For performance reasons, data can be recorded and transmitted, for example as raw data, i.e., the output format of the data conversion can be a very slim format that only makes it possible to separate and identify data blocks in the data stream. A receiver (i.e., a receiving data processing device) must then interpret these data according to complex data structures, for example for use of analysis software. In certain applications, for example when sending data from an embedded system, the computing resources in the sender (i.e., the data processing device that sends the data) are, for example, limited and the sender simply provides raw data as they accumulate, without specifically adapting them to the requirements of a receiver.
Receivers are desirable that are able to flexibly and efficiently process data from different sources that are structured according to different data structures.
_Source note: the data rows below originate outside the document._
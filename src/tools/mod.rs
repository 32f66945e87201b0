pub mod read_file;
pub mod registry;
pub mod serena;
pub mod stubs;
pub mod write_file;

pub use registry::{Binding, CapabilityConfig, CapabilityRegistry};

use anyhow::{anyhow, Result};
use serde::Serialize;
use serde_json::{Map, Value};

/// Arguments handed to a capability: either an ordered list or named values.
#[derive(Debug, Clone, PartialEq, Serialize)]
#[serde(untagged)]
pub enum ArgumentBag {
    Positional(Vec<Value>),
    Named(Map<String, Value>),
}

impl ArgumentBag {
    pub fn empty() -> Self {
        ArgumentBag::Positional(Vec::new())
    }

    /// Build a bag from command-line style words. When every word is a
    /// `key=value` pair the bag is named, otherwise positional.
    pub fn from_words<S: AsRef<str>>(words: &[S]) -> Self {
        let pairs: Option<Map<String, Value>> = words
            .iter()
            .map(|word| {
                word.as_ref()
                    .split_once('=')
                    .filter(|(key, _)| !key.is_empty())
                    .map(|(key, value)| (key.to_string(), Value::String(value.to_string())))
            })
            .collect();

        match pairs {
            Some(named) if !named.is_empty() => ArgumentBag::Named(named),
            _ => ArgumentBag::Positional(
                words
                    .iter()
                    .map(|w| Value::String(w.as_ref().to_string()))
                    .collect(),
            ),
        }
    }

    pub fn is_empty(&self) -> bool {
        match self {
            ArgumentBag::Positional(values) => values.is_empty(),
            ArgumentBag::Named(values) => values.is_empty(),
        }
    }

    /// Look up an argument by name, or by position for positional bags.
    pub fn get(&self, name: &str, position: usize) -> Option<&Value> {
        match self {
            ArgumentBag::Named(values) => values.get(name),
            ArgumentBag::Positional(values) => values.get(position),
        }
    }

    pub fn require_str(&self, name: &str, position: usize) -> Result<&str> {
        self.get(name, position)
            .and_then(Value::as_str)
            .ok_or_else(|| anyhow!("Missing {} parameter", name))
    }

    pub fn to_value(&self) -> Value {
        match self {
            ArgumentBag::Positional(values) => Value::Array(values.clone()),
            ArgumentBag::Named(values) => Value::Object(values.clone()),
        }
    }
}

impl Default for ArgumentBag {
    fn default() -> Self {
        Self::empty()
    }
}

/// One invocable unit of behaviour. Every capability has this shape.
pub trait Capability: Send + Sync {
    fn name(&self) -> &str;
    fn description(&self) -> &str;

    fn execute(&self, args: &ArgumentBag) -> Result<Value>;
}
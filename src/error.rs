use std::path::PathBuf;
use thiserror::Error;

/// Failure to turn document text into a `DocumentValue`.
#[derive(Debug, Clone, PartialEq, Eq, Error)]
pub enum ParseError {
    #[error("line {line}: list item appears before any key has been opened")]
    ListItemWithoutKey { line: usize },

    #[error("line {line}: sequence block '{key}' is not terminated by a dedent before non-item content")]
    UnterminatedBlock { line: usize, key: String },

    #[error("document root is not a mapping")]
    NotAMapping,

    #[error("invalid YAML: {0}")]
    Yaml(String),
}

/// Fail-fast errors raised while loading a role into an `Agent`.
#[derive(Debug, Error)]
pub enum LoadError {
    #[error("missing import '{reference}' (resolved to {})", resolved_path.display())]
    MissingImport {
        reference: String,
        resolved_path: PathBuf,
    },

    #[error("failed to parse {}: {source}", path.display())]
    Parse {
        path: PathBuf,
        #[source]
        source: ParseError,
    },

    #[error("failed to read {}: {source}", path.display())]
    Io {
        path: PathBuf,
        #[source]
        source: std::io::Error,
    },

    #[error("{}: {message}", path.display())]
    Malformed { path: PathBuf, message: String },
}

/// Errors reported as values by capability invocation.
#[derive(Debug, Clone, PartialEq, Eq, Error)]
pub enum CapabilityError {
    #[error("capability '{name}' is not registered")]
    NotFound { name: String },

    #[error("capability '{name}' is registered but has no implementation bound")]
    NotBound { name: String },

    #[error("capability '{name}' failed: {cause}")]
    Execution { name: String, cause: String },
}

impl CapabilityError {
    pub fn name(&self) -> &str {
        match self {
            CapabilityError::NotFound { name }
            | CapabilityError::NotBound { name }
            | CapabilityError::Execution { name, .. } => name,
        }
    }
}

/// A schema document that could not be loaded.
#[derive(Debug, Error)]
pub enum SchemaError {
    #[error("failed to read schema {}: {source}", path.display())]
    Io {
        path: PathBuf,
        #[source]
        source: std::io::Error,
    },

    #[error("invalid schema {origin}: {source}")]
    Decode {
        origin: String,
        #[source]
        source: serde_json::Error,
    },
}

/// A value that has no canonical document text. `path` is the dotted
/// location of the offending entry (`$` is the root).
#[derive(Debug, Clone, PartialEq, Eq, Error)]
pub enum EmitError {
    #[error("document root must be a mapping, found {found}")]
    NotAMapping { found: &'static str },

    #[error("{path}: key cannot be written as a document key")]
    UnrepresentableKey { path: String },

    #[error("{path}: scalar spans more than one line")]
    MultilineScalar { path: String },

    #[error("{path}: empty sequence reads back as an empty mapping")]
    EmptySequence { path: String },

    #[error("{path}: sequence items must be scalars")]
    NestedSequenceItem { path: String },
}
According to various embodiments of the present invention, a data processing device is provided, including: an input interface configured to receive input data and to extract, from the input data, raw data and information about a data structure according to which the raw data are structured, wherein the data structure contains a plurality of data types, which are specified by the information; a generator configured, for at least one data type used by the data structure, to select a source code generation plugin, assigned to the data type, from a plurality of source code generation plugins, to generate, by means of the selected source code generation plugin, conversion source code for converting the data type to a target format, to combine the conversion source codes for converting the data types to the target format to form conversion source code for converting the data structure to the target format, and to generate, by means of compilation using the conversion source code for converting the data structure to the target format, a conversion plugin for converting the data structure to the target format; and a converter configured to execute the conversion plugin and thus to convert the raw data to the target format.
The data processing device according to the present invention described above clearly implements a bootstrap mechanism that enables it to receive data and to convert them to a desired format without having to provide a manually programmed conversion routine in advance for each data structure according to which the received data could be structured. The data processing device, on the other hand, builds a conversion routine for the data structures from data types that make up the data structures and from existing source code for converting the data types. This takes place, for example, by recursion in the processing of the data structures. A conversion routine only needs to be created once per data type. Even if the data structures used change rapidly (for example, when software in a vehicle control device is updated), the receiving data device (for example, a host for analyzing data from a vehicle) can process the raw data. In particular, this makes it possible for the effort on the part of the sending data processing device to remain low because it itself does not have to perform a conversion in order to provide the data in a specific data format (i.e., structured according to one or more specific data structures).
Only the source code generation plugins are provided in the generator, i.e., one plugin per data type (which should not or cannot be converted one-to-one) instead of plugins for all possible data structures. This makes it possible for the generator to access a set of conversion rules (for data types) and thus to generate the correct conversion program code for one or more data structures used. For data types that are used by the data structure and can be converted one-to-one, a generic conversion routine can be used, i.e., a separate source code generation plugin is not necessarily required for such data types (but generic conversion source code is used). For the data types that cannot be converted one-to-one (i.e., generically), a corresponding source code generation plugin is provided. The source code generation plugins are different for different (ones of these) data types. The term “at least one data type” thus refers, for example, to all data types for which a source code generation plugin is provided or which cannot be converted generically.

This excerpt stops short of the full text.